BRIEF: The first line of the data below and every line after it, through the one with "use crate::Config;", must be transcribed without change.

____________

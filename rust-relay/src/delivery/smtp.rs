//! SMTP delivery using lettre's async connection.
//!
//! Each call runs its own session: connect, EHLO, optional AUTH,
//! MAIL/RCPT/DATA, QUIT. Any failure on an open session is followed by an
//! explicit RSET before the connection is closed, so no protocol state
//! leaks into the next attempt.

use std::time::Duration;

use async_trait::async_trait;
use lettre::transport::smtp::authentication::{Credentials, Mechanism};
use lettre::transport::smtp::client::{AsyncSmtpConnection, TlsParameters};
use lettre::transport::smtp::commands::{Data, Mail, Rcpt, Rset};
use lettre::transport::smtp::extension::ClientId;
use lettre::transport::smtp::Error as SmtpError;
use lettre::Address;
use tracing::{debug, info, warn};

use super::{Deliverer, DeliveryOutcome, DeliveryStatus};
use crate::Config;

/// Connection settings for the transfer agent.
#[derive(Debug, Clone)]
pub struct SmtpConfig {
    pub host: String,
    pub port: u16,
    pub credentials: Option<(String, String)>,
    pub tls: bool,
    pub timeout: Duration,
    pub helo_name: String,
}

impl SmtpConfig {
    pub fn from_config(config: &Config) -> Self {
        Self {
            host: config.smtp_host.clone(),
            port: config.smtp_port,
            credentials: config.smtp_user.clone().map(|user| {
                (user, config.smtp_password.clone().unwrap_or_default())
            }),
            tls: config.smtp_tls,
            timeout: Duration::from_millis(config.smtp_timeout_ms),
            helo_name: config.smtp_helo_name.clone(),
        }
    }
}

/// Protocol step that failed, used to attribute the failure.
#[derive(Debug, Clone, Copy, PartialEq, Eq)]
enum Stage {
    Auth,
    Mail,
    Rcpt,
    Data,
}

impl Stage {
    fn as_str(&self) -> &'static str {
        match self {
            Stage::Auth => "auth",
            Stage::Mail => "mail",
            Stage::Rcpt => "rcpt",
            Stage::Data => "data",
        }
    }

    /// A reply to RCPT is the agent refusing that recipient; everything
    /// else is a transport problem.
    fn classify(&self, err: &SmtpError) -> DeliveryStatus {
        match self {
            Stage::Rcpt if err.is_permanent() || err.is_transient() => DeliveryStatus::Rejected,
            _ => DeliveryStatus::TransportFailure,
        }
    }
}

/// Deliverer opening one SMTP session per recipient.
#[derive(Debug, Clone)]
pub struct SmtpDeliverer {
    config: SmtpConfig,
}

impl SmtpDeliverer {
    pub fn new(config: SmtpConfig) -> Self {
        Self { config }
    }

    async fn connect(&self) -> Result<AsyncSmtpConnection, DeliveryStatus> {
        let tls = if self.config.tls {
            match TlsParameters::new(self.config.host.clone()) {
                Ok(params) => Some(params),
                Err(e) => {
                    warn!(host = %self.config.host, error = %e, "smtp_tls_parameters_invalid");
                    return Err(DeliveryStatus::OtherFailure);
                }
            }
        } else {
            None
        };

        AsyncSmtpConnection::connect_tokio1(
            (self.config.host.as_str(), self.config.port),
            Some(self.config.timeout),
            &ClientId::Domain(self.config.helo_name.clone()),
            tls,
            None,
        )
        .await
        .map_err(|e| {
            warn!(
                host = %self.config.host,
                port = self.config.port,
                error = %e,
                "smtp_connect_failed"
            );
            DeliveryStatus::TransportFailure
        })
    }

    /// Run one mail transaction on an open session.
    async fn transaction(
        &self,
        conn: &mut AsyncSmtpConnection,
        sender: Option<Address>,
        recipient: Address,
        raw: &[u8],
    ) -> Result<String, (Stage, SmtpError)> {
        if let Some((user, password)) = &self.config.credentials {
            let credentials = Credentials::new(user.clone(), password.clone());
            conn.auth(&[Mechanism::Plain, Mechanism::Login], &credentials)
                .await
                .map_err(|e| (Stage::Auth, e))?;
        }

        conn.command(Mail::new(sender, vec![]))
            .await
            .map_err(|e| (Stage::Mail, e))?;

        conn.command(Rcpt::new(recipient, vec![]))
            .await
            .map_err(|e| (Stage::Rcpt, e))?;

        conn.command(Data).await.map_err(|e| (Stage::Data, e))?;

        let response = conn.message(raw).await.map_err(|e| (Stage::Data, e))?;

        Ok(response.code().to_string())
    }

    /// Bring a failed session back to a clean state, then close it.
    async fn reset_and_close(conn: &mut AsyncSmtpConnection) {
        if !conn.has_broken() {
            if let Err(e) = conn.command(Rset).await {
                debug!(error = %e, "smtp_reset_failed");
            }
        }
        conn.abort().await;
    }
}

#[async_trait]
impl Deliverer for SmtpDeliverer {
    async fn deliver(&self, from: Option<&str>, recipient: &str, raw: &[u8]) -> DeliveryOutcome {
        let sender = match from.map(str::parse::<Address>).transpose() {
            Ok(s) => s,
            Err(e) => {
                return DeliveryOutcome::new(
                    recipient,
                    DeliveryStatus::OtherFailure,
                    format!("invalid envelope sender {from:?}: {e}"),
                )
            }
        };

        let rcpt = match recipient.parse::<Address>() {
            Ok(r) => r,
            Err(e) => {
                return DeliveryOutcome::new(
                    recipient,
                    DeliveryStatus::OtherFailure,
                    format!("invalid recipient address: {e}"),
                )
            }
        };

        let mut conn = match self.connect().await {
            Ok(c) => c,
            Err(status) => {
                return DeliveryOutcome::new(
                    recipient,
                    status,
                    format!(
                        "could not open session to {}:{}",
                        self.config.host, self.config.port
                    ),
                )
            }
        };

        match self.transaction(&mut conn, sender, rcpt, raw).await {
            Ok(code) => {
                if let Err(e) = conn.quit().await {
                    debug!(error = %e, "smtp_quit_failed");
                }
                info!(recipient = %recipient, code = %code, "smtp_delivered");
                DeliveryOutcome::delivered(recipient, format!("accepted with {code}"))
            }
            Err((stage, e)) => {
                let status = stage.classify(&e);
                warn!(
                    recipient = %recipient,
                    stage = stage.as_str(),
                    status = %status,
                    error = %e,
                    "smtp_delivery_failed"
                );
                Self::reset_and_close(&mut conn).await;
                DeliveryOutcome::new(recipient, status, format!("{} failed: {e}", stage.as_str()))
            }
        }
    }
}
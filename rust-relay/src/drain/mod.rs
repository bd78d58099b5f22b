//! Drain engine - core relay logic.
//!
//! A drain pass lists the pending objects in the store and, for each one:
//! 1. Fetches and parses the raw message
//! 2. Delivers it to every unique recipient in its own session
//! 3. Sends a bounce to the operator mailbox for every failed recipient
//! 4. Deletes the object, whatever the delivery results were
//!
//! A pass works on one listing snapshot. Objects deposited after the
//! listing, and objects that could not be fetched, wait for the next
//! trigger.

pub mod gate;

use std::sync::Arc;

use lettre::message::Mailbox;
use tracing::{error, info, warn};

use crate::delivery::{Deliverer, DeliveryOutcome, DeliveryStatus};
use crate::process::{parse_raw_email, send_bounce, BounceReport, ParsedMessage};
use crate::store::{MailStore, StoreError, StoredMail};

pub use gate::{DrainGate, DrainPermit};

/// Recipient recorded for objects whose recipients could not be parsed.
const UNPARSED_RECIPIENT: &str = "unknown";

/// Counters for one drain pass.
#[derive(Debug, Default, Clone, Copy, PartialEq, Eq)]
pub struct DrainReport {
    /// Objects fetched and processed
    pub objects: usize,
    /// Delivery attempts made
    pub attempts: usize,
    pub delivered: usize,
    pub failed: usize,
    /// Bounces accepted by the transfer agent
    pub bounced: usize,
    pub bounce_failures: usize,
    /// Listed objects that could not be fetched and were left in the store
    pub skipped: usize,
    /// Processed objects whose delete failed
    pub delete_failures: usize,
}

/// The relay: store, transfer agent and operator mailbox behind one gate.
pub struct Relay {
    store: Arc<dyn MailStore>,
    deliverer: Arc<dyn Deliverer>,
    postmaster: Mailbox,
    gate: DrainGate,
}

impl Relay {
    pub fn new(
        store: Arc<dyn MailStore>,
        deliverer: Arc<dyn Deliverer>,
        postmaster: Mailbox,
        gate: DrainGate,
    ) -> Self {
        Self {
            store,
            deliverer,
            postmaster,
            gate,
        }
    }

    pub fn gate(&self) -> &DrainGate {
        &self.gate
    }

    /// Run one serialized drain pass.
    ///
    /// Fails only when the store cannot be listed; per-object failures are
    /// logged and counted in the report.
    pub async fn drain(&self) -> Result<DrainReport, StoreError> {
        let _permit = self.gate.acquire().await;

        info!("drain_start");

        let keys = self.store.list().await?;
        info!(pending = keys.len(), "drain_listed");

        let mut report = DrainReport::default();
        for key in &keys {
            self.process_key(key, &mut report).await;
        }

        info!(
            objects = report.objects,
            attempts = report.attempts,
            delivered = report.delivered,
            failed = report.failed,
            bounced = report.bounced,
            bounce_failures = report.bounce_failures,
            skipped = report.skipped,
            delete_failures = report.delete_failures,
            "drain_complete"
        );

        Ok(report)
    }

    async fn process_key(&self, key: &str, report: &mut DrainReport) {
        let mail = match self.store.get(key).await {
            Ok(m) => m,
            Err(e) => {
                error!(key = %key, error = %e, "drain_fetch_failed");
                report.skipped += 1;
                return;
            }
        };

        report.objects += 1;
        self.relay_mail(&mail, report).await;

        // Consumed regardless of delivery outcome
        match self.store.delete(key).await {
            Ok(()) => info!(key = %key, "drain_object_deleted"),
            Err(e) => {
                error!(key = %key, error = %e, "drain_delete_failed");
                report.delete_failures += 1;
            }
        }
    }

    async fn relay_mail(&self, mail: &StoredMail, report: &mut DrainReport) {
        let parsed = match parse_raw_email(&mail.raw) {
            Ok(p) => p,
            Err(e) => {
                warn!(key = %mail.key, error = %e, "drain_parse_failed");
                let outcome = DeliveryOutcome::new(
                    UNPARSED_RECIPIENT,
                    DeliveryStatus::OtherFailure,
                    format!("message could not be parsed: {e}"),
                );
                report.failed += 1;
                self.bounce(None, &mail.raw, &outcome, report).await;
                return;
            }
        };

        info!(
            key = %mail.key,
            envelope_from = ?parsed.envelope_from,
            recipients = parsed.recipients.len(),
            size = mail.raw.len(),
            "drain_object_parsed"
        );

        if parsed.recipients.is_empty() {
            warn!(key = %mail.key, "drain_no_recipients");
        }

        for recipient in &parsed.recipients {
            report.attempts += 1;
            let outcome = self
                .deliverer
                .deliver(parsed.envelope_from.as_deref(), recipient, &mail.raw)
                .await;

            if outcome.status.needs_bounce() {
                report.failed += 1;
                warn!(
                    key = %mail.key,
                    recipient = %recipient,
                    status = %outcome.status,
                    detail = %outcome.detail,
                    "drain_delivery_failed"
                );
                self.bounce(Some(&parsed), &mail.raw, &outcome, report).await;
            } else {
                report.delivered += 1;
                info!(key = %mail.key, recipient = %recipient, "drain_delivered");
            }
        }
    }

    async fn bounce(
        &self,
        parsed: Option<&ParsedMessage>,
        raw: &[u8],
        outcome: &DeliveryOutcome,
        report: &mut DrainReport,
    ) {
        let bounce = BounceReport::new(parsed, raw, &outcome.recipient, &outcome.detail);
        if send_bounce(self.deliverer.as_ref(), &self.postmaster, &bounce).await {
            report.bounced += 1;
        } else {
            report.bounce_failures += 1;
        }
    }
}
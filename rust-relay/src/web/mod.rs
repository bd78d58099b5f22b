//! Web server module for the SNS webhook.
//!
//! - `POST /` receives SNS notifications
//! - `GET /health` answers liveness checks

pub mod handlers;

use axum::{
    routing::{get, post},
    Router,
};
use tower_http::trace::TraceLayer;

pub use handlers::{health, sns_webhook, AppState, HealthResponse, WebhookError};

/// Build the application router.
pub fn router(state: AppState) -> Router {
    Router::new()
        .route("/health", get(health))
        .route("/", post(sns_webhook))
        .layer(TraceLayer::new_for_http())
        .with_state(state)
}
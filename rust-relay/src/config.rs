//! Configuration module for environment variable parsing.
//!
//! Required values (bucket, transfer agent host, postmaster mailbox) must be
//! present at startup; anything malformed is reported instead of defaulted.

use std::env;
use std::str::FromStr;

use thiserror::Error;

/// Errors raised while loading configuration.
#[derive(Debug, Error, PartialEq)]
pub enum ConfigError {
    #[error("missing required environment variable {0}")]
    Missing(&'static str),

    #[error("invalid value for {name}: {value:?}")]
    Invalid { name: &'static str, value: String },
}

/// Application configuration loaded from environment variables.
#[derive(Debug, Clone)]
pub struct Config {
    // =========================================================================
    // Object Store
    // =========================================================================
    /// Bucket where the inbound mail service deposits raw messages
    pub s3_bucket: String,

    /// Bucket region
    pub s3_region: String,

    /// Optional custom endpoint (S3-compatible stores)
    pub s3_endpoint: Option<String>,

    /// Only keys under this prefix are drained
    pub s3_key_prefix: String,

    /// Static access key; falls back to the AWS credential chain when unset
    pub s3_access_key: Option<String>,

    /// Static secret key
    pub s3_secret_key: Option<String>,

    // =========================================================================
    // Transfer Agent
    // =========================================================================
    /// Downstream SMTP host
    pub smtp_host: String,

    /// Downstream SMTP port
    pub smtp_port: u16,

    /// Optional AUTH user; authentication is skipped when empty
    pub smtp_user: Option<String>,

    /// AUTH password
    pub smtp_password: Option<String>,

    /// Use implicit TLS when connecting
    pub smtp_tls: bool,

    /// Per-session network timeout in milliseconds
    pub smtp_timeout_ms: u64,

    /// Name announced in EHLO
    pub smtp_helo_name: String,

    /// Operator mailbox receiving bounce reports
    pub postmaster_mailbox: String,

    // =========================================================================
    // Web Server
    // =========================================================================
    /// Port for the web server to listen on
    pub port: u16,

    /// HTTP client timeout in milliseconds (confirmation URLs, signing certs)
    pub request_timeout_ms: u64,
}

impl Config {
    /// Load configuration from environment variables.
    pub fn from_env() -> Result<Self, ConfigError> {
        Self::from_lookup(|name| env::var(name).ok())
    }

    /// Load configuration through an arbitrary variable lookup.
    pub fn from_lookup<F>(lookup: F) -> Result<Self, ConfigError>
    where
        F: Fn(&str) -> Option<String>,
    {
        let var = |name: &str| lookup(name).filter(|v| !v.trim().is_empty());

        let smtp_user = var("SMTP_USER");
        let smtp_password = if smtp_user.is_some() {
            lookup("SMTP_PASSWORD")
        } else {
            None
        };

        Ok(Config {
            s3_bucket: required(&var, "S3_BUCKET_NAME")?,

            s3_region: var("S3_REGION")
                .or_else(|| var("AWS_REGION"))
                .unwrap_or_else(|| "us-east-1".to_string()),

            s3_endpoint: var("S3_ENDPOINT"),

            s3_key_prefix: var("S3_KEY_PREFIX").unwrap_or_default(),

            s3_access_key: var("AWS_ACCESS_KEY_ID"),

            s3_secret_key: var("AWS_SECRET_ACCESS_KEY"),

            smtp_host: required(&var, "SMTP_HOST")?,

            smtp_port: parse_or(&var, "SMTP_PORT", 25)?,

            smtp_user,

            smtp_password,

            smtp_tls: parse_bool(&var, "SMTP_TLS", false)?,

            smtp_timeout_ms: parse_or(&var, "SMTP_TIMEOUT_MS", 30_000)?,

            smtp_helo_name: var("SMTP_HELO_NAME").unwrap_or_else(|| "localhost".to_string()),

            postmaster_mailbox: required(&var, "POSTMASTER_MAILBOX")?,

            port: parse_or(&var, "PORT", 8080)?,

            request_timeout_ms: parse_or(&var, "REQUEST_TIMEOUT_MS", 8000)?,
        })
    }
}

fn required<F>(var: &F, name: &'static str) -> Result<String, ConfigError>
where
    F: Fn(&str) -> Option<String>,
{
    var(name).ok_or(ConfigError::Missing(name))
}

/// Parse an optional variable, falling back to `default` only when unset.
fn parse_or<F, T>(var: &F, name: &'static str, default: T) -> Result<T, ConfigError>
where
    F: Fn(&str) -> Option<String>,
    T: FromStr,
{
    match var(name) {
        None => Ok(default),
        Some(raw) => raw
            .trim()
            .parse()
            .map_err(|_| ConfigError::Invalid { name, value: raw }),
    }
}

fn parse_bool<F>(var: &F, name: &'static str, default: bool) -> Result<bool, ConfigError>
where
    F: Fn(&str) -> Option<String>,
{
    match var(name).map(|v| v.trim().to_ascii_lowercase()) {
        None => Ok(default),
        Some(v) => match v.as_str() {
            "1" | "true" | "yes" | "on" => Ok(true),
            "0" | "false" | "no" | "off" => Ok(false),
            _ => Err(ConfigError::Invalid { name, value: v }),
        },
    }
}

#[cfg(test)]
mod tests {
    use super::*;
    use std::collections::HashMap;

    fn lookup(pairs: &[(&str, &str)]) -> impl Fn(&str) -> Option<String> {
        let map: HashMap<String, String> = pairs
            .iter()
            .map(|(k, v)| (k.to_string(), v.to_string()))
            .collect();
        move |name: &str| map.get(name).cloned()
    }

    const MINIMAL: &[(&str, &str)] = &[
        ("S3_BUCKET_NAME", "inbound-mail"),
        ("SMTP_HOST", "mx.internal"),
        ("POSTMASTER_MAILBOX", "postmaster@example.com"),
    ];

    #[test]
    fn test_minimal_config_uses_defaults() {
        let config = Config::from_lookup(lookup(MINIMAL)).unwrap();

        assert_eq!(config.s3_bucket, "inbound-mail");
        assert_eq!(config.s3_region, "us-east-1");
        assert_eq!(config.smtp_port, 25);
        assert!(!config.smtp_tls);
        assert_eq!(config.smtp_helo_name, "localhost");
        assert_eq!(config.smtp_user, None);
        assert_eq!(config.port, 8080);
        assert_eq!(config.request_timeout_ms, 8000);
    }

    #[test]
    fn test_missing_required_fails_fast() {
        let err = Config::from_lookup(lookup(&[("S3_BUCKET_NAME", "b")])).unwrap_err();
        assert_eq!(err, ConfigError::Missing("SMTP_HOST"));

        let err = Config::from_lookup(lookup(&[
            ("S3_BUCKET_NAME", "b"),
            ("SMTP_HOST", "h"),
            ("POSTMASTER_MAILBOX", "  "),
        ]))
        .unwrap_err();
        assert_eq!(err, ConfigError::Missing("POSTMASTER_MAILBOX"));
    }

    #[test]
    fn test_invalid_port_is_rejected() {
        let mut pairs = MINIMAL.to_vec();
        pairs.push(("SMTP_PORT", "smtp"));

        let err = Config::from_lookup(lookup(&pairs)).unwrap_err();
        assert!(matches!(err, ConfigError::Invalid { name: "SMTP_PORT", .. }));
    }

    #[test]
    fn test_credentials_only_with_user() {
        let mut pairs = MINIMAL.to_vec();
        pairs.push(("SMTP_PASSWORD", "secret"));
        let config = Config::from_lookup(lookup(&pairs)).unwrap();
        assert_eq!(config.smtp_password, None);

        pairs.push(("SMTP_USER", "relay"));
        pairs.push(("SMTP_TLS", "true"));
        let config = Config::from_lookup(lookup(&pairs)).unwrap();
        assert_eq!(config.smtp_user.as_deref(), Some("relay"));
        assert_eq!(config.smtp_password.as_deref(), Some("secret"));
        assert!(config.smtp_tls);
    }

    #[test]
    fn test_region_fallback() {
        let mut pairs = MINIMAL.to_vec();
        pairs.push(("AWS_REGION", "eu-west-1"));
        let config = Config::from_lookup(lookup(&pairs)).unwrap();
        assert_eq!(config.s3_region, "eu-west-1");
    }
}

____________

RESPONSE:
filename rust-relay/src/delivery/smtp.rs
//! SMTP delivery using lettre's async connection.
//!
//! Each call runs its own session: connect, EHLO, optional AUTH,
//! MAIL/RCPT/DATA, QUIT. Any failure on an open session is followed by an
//! explicit RSET before the connection is closed, so no protocol state
//! leaks into the next attempt.

use std::time::Duration;

use async_trait::async_trait;
use lettre::transport::smtp::authentication::{Credentials, Mechanism};
use lettre::transport::smtp::client::{AsyncSmtpConnection, TlsParameters};
use lettre::transport::smtp::commands::{Data, Mail, Rcpt, Rset};
use lettre::transport::smtp::extension::ClientId;
use lettre::transport::smtp::Error as SmtpError;
use lettre::Address;
use tracing::{debug, info, warn};

use super::{Deliverer, DeliveryOutcome, DeliveryStatus};
use crate::Config;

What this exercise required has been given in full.